[EXERCISE REQUIREMENTS]: The answer must be one number: how many lines in the records below contain the string "localhost".

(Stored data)
---+---

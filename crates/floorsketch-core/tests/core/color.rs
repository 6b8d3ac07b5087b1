use floorsketch_core::{Color, Error, SketchError};

#[test]
fn test_color_serializes_as_hex_string() {
    let color = Color::from_hex("#1E40AF").unwrap();
    let json = serde_json::to_string(&color).unwrap();
    assert_eq!(json, "\"#1e40af\"");
}

#[test]
fn test_color_deserializes_from_hex_string() {
    let color: Color = serde_json::from_str("\"#ef4444\"").unwrap();
    assert_eq!(color, Color::rgb(0xef, 0x44, 0x44));
}

#[test]
fn test_color_deserialize_rejects_names() {
    let result: Result<Color, _> = serde_json::from_str("\"red\"");
    assert!(result.is_err());
}

#[test]
fn test_invalid_color_error_kind() {
    let err = Color::from_hex("#12345").unwrap_err();
    assert!(matches!(
        err,
        Error::Sketch(SketchError::InvalidColor { ref value }) if value == "#12345"
    ));
}
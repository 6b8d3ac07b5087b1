//! Viewport and coordinate mapping for pointer input.
//!
//! The drawing surface is shown on screen with an offset (its bounding box)
//! and a zoom scale. Input backends report client coordinates; everything
//! downstream of this module works in unscaled surface space.

use floorsketch_core::Point;
use std::fmt;

pub const MIN_ZOOM: f64 = 0.25;
pub const MAX_ZOOM: f64 = 4.0;
const ZOOM_STEP: f64 = 1.2;

/// On-screen placement of the drawing surface.
#[derive(Debug, Clone, PartialEq)]
pub struct SurfaceViewport {
    left: f64,
    top: f64,
    scale: f64,
}

impl SurfaceViewport {
    /// Creates a viewport whose surface starts at client `(left, top)` at 100%.
    pub fn new(left: f64, top: f64) -> Self {
        Self {
            left,
            top,
            scale: 1.0,
        }
    }

    pub fn left(&self) -> f64 {
        self.left
    }

    pub fn top(&self) -> f64 {
        self.top
    }

    /// Gets the current zoom scale (1.0 = 100%).
    pub fn scale(&self) -> f64 {
        self.scale
    }

    /// Moves the surface's on-screen origin (layout change or scroll).
    pub fn set_offset(&mut self, left: f64, top: f64) {
        self.left = left;
        self.top = top;
    }

    /// Sets the zoom scale, clamped to `[MIN_ZOOM, MAX_ZOOM]`.
    pub fn set_scale(&mut self, scale: f64) {
        if scale.is_finite() {
            self.scale = scale.clamp(MIN_ZOOM, MAX_ZOOM);
        }
    }

    pub fn zoom_in(&mut self) {
        self.set_scale(self.scale * ZOOM_STEP);
    }

    pub fn zoom_out(&mut self) {
        self.set_scale(self.scale / ZOOM_STEP);
    }

    pub fn reset_zoom(&mut self) {
        self.scale = 1.0;
    }

    /// Converts client coordinates to surface space.
    ///
    /// ```text
    /// surface_x = (client_x - left) / scale
    /// surface_y = (client_y - top) / scale
    /// ```
    pub fn client_to_surface(&self, client_x: f64, client_y: f64) -> Point {
        Point::new(
            (client_x - self.left) / self.scale,
            (client_y - self.top) / self.scale,
        )
    }

    /// Converts surface coordinates back to client coordinates.
    pub fn surface_to_client(&self, point: &Point) -> (f64, f64) {
        (
            point.x * self.scale + self.left,
            point.y * self.scale + self.top,
        )
    }

    /// Maps any pointer backend to a surface point.
    ///
    /// Returns `None` when the event carries no position (e.g. a touch
    /// event with an empty touch list).
    pub fn locate<P: PointerInput + ?Sized>(&self, input: &P) -> Option<Point> {
        input
            .client_position()
            .map(|(x, y)| self.client_to_surface(x, y))
    }
}

impl Default for SurfaceViewport {
    fn default() -> Self {
        Self::new(0.0, 0.0)
    }
}

impl fmt::Display for SurfaceViewport {
    fn fmt(&self, f: &mut fmt::Formatter<'_>) -> fmt::Result {
        write!(
            f,
            "Zoom: {:.0}% | Offset: ({:.1}, {:.1})",
            self.scale * 100.0,
            self.left,
            self.top
        )
    }
}

/// Anything that can report a client-space pointer position.
pub trait PointerInput {
    fn client_position(&self) -> Option<(f64, f64)>;
}

/// Mouse or stylus event position.
#[derive(Debug, Clone, Copy, PartialEq)]
pub struct MouseInput {
    pub client_x: f64,
    pub client_y: f64,
}

impl PointerInput for MouseInput {
    fn client_position(&self) -> Option<(f64, f64)> {
        Some((self.client_x, self.client_y))
    }
}

/// Touch event; only the first active touch is used.
#[derive(Debug, Clone, Default, PartialEq)]
pub struct TouchInput {
    pub touches: Vec<(f64, f64)>,
}

impl PointerInput for TouchInput {
    fn client_position(&self) -> Option<(f64, f64)> {
        self.touches.first().copied()
    }
}

impl PointerInput for (f64, f64) {
    fn client_position(&self) -> Option<(f64, f64)> {
        Some(*self)
    }
}
//! Opaque RGB colors.
//!
//! Colors travel through configuration files and element records as
//! `#rrggbb` strings; internally they are three bytes.

use crate::error::{Result, SketchError};
use serde::{Deserialize, Deserializer, Serialize, Serializer};
use std::fmt;
use std::str::FromStr;

/// An opaque 8-bit RGB color.
#[derive(Debug, Clone, Copy, PartialEq, Eq, Hash)]
pub struct Color {
    pub r: u8,
    pub g: u8,
    pub b: u8,
}

impl Color {
    pub const WHITE: Color = Color::rgb(255, 255, 255);
    pub const BLACK: Color = Color::rgb(0, 0, 0);

    pub const fn rgb(r: u8, g: u8, b: u8) -> Self {
        Self { r, g, b }
    }

    /// Parses `#rrggbb` (the leading `#` is optional, case-insensitive).
    pub fn from_hex(hex: &str) -> Result<Self> {
        let digits = hex.trim().trim_start_matches('#');
        if digits.len() != 6 || !digits.is_ascii() {
            return Err(SketchError::InvalidColor {
                value: hex.to_string(),
            }
            .into());
        }

        let channel = |range: std::ops::Range<usize>| {
            u8::from_str_radix(&digits[range], 16).map_err(|_| SketchError::InvalidColor {
                value: hex.to_string(),
            })
        };

        Ok(Self::rgb(channel(0..2)?, channel(2..4)?, channel(4..6)?))
    }

    /// Lower-case `#rrggbb` representation.
    pub fn to_hex(&self) -> String {
        format!("#{:02x}{:02x}{:02x}", self.r, self.g, self.b)
    }
}

impl fmt::Display for Color {
    fn fmt(&self, f: &mut fmt::Formatter<'_>) -> fmt::Result {
        f.write_str(&self.to_hex())
    }
}

impl FromStr for Color {
    type Err = crate::Error;

    fn from_str(s: &str) -> Result<Self> {
        Self::from_hex(s)
    }
}

impl Serialize for Color {
    fn serialize<S: Serializer>(&self, serializer: S) -> std::result::Result<S::Ok, S::Error> {
        serializer.serialize_str(&self.to_hex())
    }
}

impl<'de> Deserialize<'de> for Color {
    fn deserialize<D: Deserializer<'de>>(deserializer: D) -> std::result::Result<Self, D::Error> {
        let raw = String::deserialize(deserializer)?;
        Color::from_hex(&raw).map_err(serde::de::Error::custom)
    }
}
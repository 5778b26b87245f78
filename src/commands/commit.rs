//! `git-backup commit [SOURCE]`
//!
//! Commits every untracked file in the source with a timestamped message,
//! then pulls each registered destination.  Tracked files with local
//! modifications are not staged.

use std::path::Path;

use anyhow::{Context, Result};
use chrono::{DateTime, Local};

use crate::{
    config::Settings,
    picker::SourcePicker,
    repo::BackupRepo,
    store::{Mapping, Store},
    ui,
};

/// How `commit` ended.
#[derive(Debug, Clone, PartialEq, Eq)]
pub enum CommitOutcome {
    /// Source committed and every destination pulled.
    Synced {
        source: String,
        /// Number of files newly added by the commit.
        added: usize,
        /// Destinations whose HEAD moved.
        updated: usize,
    },
    /// No source is registered at all.
    NoSources,
    /// The requested (or picked) source is not registered.
    UnknownSource(String),
}

pub fn run(
    source: Option<&str>,
    settings: &Settings,
    store: &Store,
    picker: &dyn SourcePicker,
) -> Result<CommitOutcome> {
    let mapping = store.load()?;

    let Some(source) = resolve_source(source, &mapping, picker)? else {
        ui::error("No source directory found in config!");
        return Ok(CommitOutcome::NoSources);
    };

    let Some(destinations) = mapping.destinations(&source) else {
        ui::error(format!("No destinations found for source directory: {source}!"));
        return Ok(CommitOutcome::UnknownSource(source));
    };

    let repo = BackupRepo::open(Path::new(&source))
        .with_context(|| format!("opening source repository {source}"))?;

    let message = commit_message(&settings.commit.message_prefix, Local::now());
    let untracked = repo
        .untracked_files()
        .with_context(|| format!("listing new files in {source}"))?;
    for nested in &untracked.nested_repos {
        ui::warn(format!(
            "{} is a separate Git repository and will not be backed up.",
            Path::new(&source).join(nested).display()
        ));
    }

    let added = ui::step(format!("Commit {source}"), || {
        repo.commit_paths(&untracked.files, &message, &settings.identity)
            .map(|_| untracked.files.len())
    })
    .with_context(|| format!("committing {source}"))?;

    let mut updated = 0;
    for dest in destinations {
        let moved = ui::step(format!("Pull {dest}"), || {
            BackupRepo::open(Path::new(dest))?.pull()
        })
        .with_context(|| format!("pulling into {dest}"))?;
        if moved {
            updated += 1;
        }
    }

    Ok(CommitOutcome::Synced {
        source,
        added,
        updated,
    })
}

/// Which source to operate on.  `None` only when nothing is registered.
///
/// An explicit `source` is returned as-is, registered or not, so the caller
/// can report it.
fn resolve_source(
    source: Option<&str>,
    mapping: &Mapping,
    picker: &dyn SourcePicker,
) -> Result<Option<String>> {
    if mapping.is_empty() {
        return Ok(None);
    }
    if let Some(source) = source {
        return Ok(Some(source.to_string()));
    }

    let sources: Vec<String> = mapping.sources().map(str::to_string).collect();
    match sources.as_slice() {
        [only] => Ok(Some(only.clone())),
        _ => picker.pick(&sources).map(Some),
    }
}

/// `<prefix>: YYYY-MM-DD HH:MM:SS`
pub fn commit_message(prefix: &str, at: DateTime<Local>) -> String {
    format!("{prefix}: {}", at.format("%Y-%m-%d %H:%M:%S"))
}

// ─── Tests ────────────────────────────────────────────────────────────────────
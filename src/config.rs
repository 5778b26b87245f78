//! Settings types and loading logic.
//!
//! Settings are optional.  Running `git-backup` without any settings file
//! falls back to defaults: the mapping lives next to the executable, the
//! built-in README is used for new sources, and commits are signed with a
//! placeholder identity when git has none configured.
//!
//! # File format
//!
//! ```toml
//! store           = "/var/lib/backup/backup_config.json"
//! readme_template = "README.md"
//!
//! [identity]
//! name  = "backup"
//! email = "backup@localhost"
//!
//! [commit]
//! initial_message = "Initial Backup Commit"
//! message_prefix  = "Backup"
//! ```

use std::path::{Path, PathBuf};

use anyhow::{Context, Result};
use serde::{Deserialize, Serialize};

/// File name of the mapping when no location is configured.
pub const STORE_FILE_NAME: &str = "backup_config.json";

// ─── Resolved settings ────────────────────────────────────────────────────────

/// Fully-resolved settings, every field populated.
#[derive(Debug, Clone, PartialEq, Eq)]
pub struct Settings {
    /// Location of the JSON source → destinations mapping.
    pub store: PathBuf,

    /// README copied into a freshly initialised source.  `None` (or a path
    /// that does not exist) means the built-in README is written instead.
    pub readme_template: Option<PathBuf>,

    /// Identity used when git has no `user.name` / `user.email`.
    pub identity: Identity,

    /// Commit messages.
    pub commit: CommitSettings,
}

impl Default for Settings {
    fn default() -> Self {
        PartialSettings::default().resolve()
    }
}

/// Author and committer used for backup commits.
#[derive(Debug, Clone, PartialEq, Eq, Deserialize, Serialize)]
pub struct Identity {
    pub name: String,
    pub email: String,
}

impl Default for Identity {
    fn default() -> Self {
        Self {
            name: "backup".into(),
            email: "backup@localhost".into(),
        }
    }
}

#[derive(Debug, Clone, PartialEq, Eq)]
pub struct CommitSettings {
    /// Message of the commit that adds the README to a new source.
    pub initial_message: String,

    /// Prefix of every `commit` message; the local timestamp follows it.
    pub message_prefix: String,
}

impl Default for CommitSettings {
    fn default() -> Self {
        Self {
            initial_message: "Initial Backup Commit".into(),
            message_prefix: "Backup".into(),
        }
    }
}

// ─── Partial settings (one file) ──────────────────────────────────────────────

/// Settings as read from one file; every field optional so two files can be
/// layered on top of each other.
#[derive(Debug, Clone, Default, PartialEq, Eq, Deserialize, Serialize)]
#[serde(deny_unknown_fields)]
pub struct PartialSettings {
    #[serde(default)]
    pub store: Option<PathBuf>,

    #[serde(default)]
    pub readme_template: Option<PathBuf>,

    #[serde(default)]
    pub identity: Option<Identity>,

    #[serde(default)]
    pub commit: PartialCommit,
}

#[derive(Debug, Clone, Default, PartialEq, Eq, Deserialize, Serialize)]
#[serde(deny_unknown_fields)]
pub struct PartialCommit {
    #[serde(default)]
    pub initial_message: Option<String>,

    #[serde(default)]
    pub message_prefix: Option<String>,
}

impl PartialSettings {
    /// Layer `other` on top of `self`; fields set in `other` win.
    pub fn merge(self, other: Self) -> Self {
        Self {
            store: other.store.or(self.store),
            readme_template: other.readme_template.or(self.readme_template),
            identity: other.identity.or(self.identity),
            commit: PartialCommit {
                initial_message: other.commit.initial_message.or(self.commit.initial_message),
                message_prefix: other.commit.message_prefix.or(self.commit.message_prefix),
            },
        }
    }

    /// Fill every unset field with its default.
    pub fn resolve(self) -> Settings {
        let commit = CommitSettings::default();
        Settings {
            store: self.store.unwrap_or_else(default_store),
            readme_template: self.readme_template,
            identity: self.identity.unwrap_or_default(),
            commit: CommitSettings {
                initial_message: self.commit.initial_message.unwrap_or(commit.initial_message),
                message_prefix: self.commit.message_prefix.unwrap_or(commit.message_prefix),
            },
        }
    }
}

/// `backup_config.json` in the executable's directory, or in the working
/// directory when that cannot be determined.
pub fn default_store() -> PathBuf {
    std::env::current_exe()
        .ok()
        .and_then(|exe| exe.parent().map(|dir| dir.join(STORE_FILE_NAME)))
        .unwrap_or_else(|| PathBuf::from(STORE_FILE_NAME))
}

// ─── Loader ───────────────────────────────────────────────────────────────────

/// Read one settings file.
///
/// Returns `Ok(None)` when the file does not exist, and an error when it
/// exists but cannot be read or is not valid TOML.
pub fn parse_partial(path: &Path) -> Result<Option<PartialSettings>> {
    if !path.exists() {
        return Ok(None);
    }

    let text =
        std::fs::read_to_string(path).with_context(|| format!("reading {}", path.display()))?;

    toml::from_str(&text)
        .map(Some)
        .with_context(|| format!("parsing {}", path.display()))
}

/// Load settings from two sources and merge them.
///
/// 1. `<config_dir>/git-backup/config.toml` — global defaults
/// 2. `local_path` (default: `./backup.toml`) — per-invocation overrides
///
/// Local values win on a per-field basis.  Either file may be absent; an
/// unreadable global file is ignored, an unreadable local file is an error.
pub fn load_merged(local_path: &Path) -> Result<Settings> {
    let global: PartialSettings = global_path()
        .as_deref()
        .and_then(|p| parse_partial(p).ok().flatten())
        .unwrap_or_default();

    let local = parse_partial(local_path)?.unwrap_or_default();

    Ok(global.merge(local).resolve())
}

fn global_path() -> Option<PathBuf> {
    dirs_next::config_dir().map(|d| d.join("git-backup").join("config.toml"))
}

// ─── Tests ────────────────────────────────────────────────────────────────────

---+---

[SOLUTION]: 2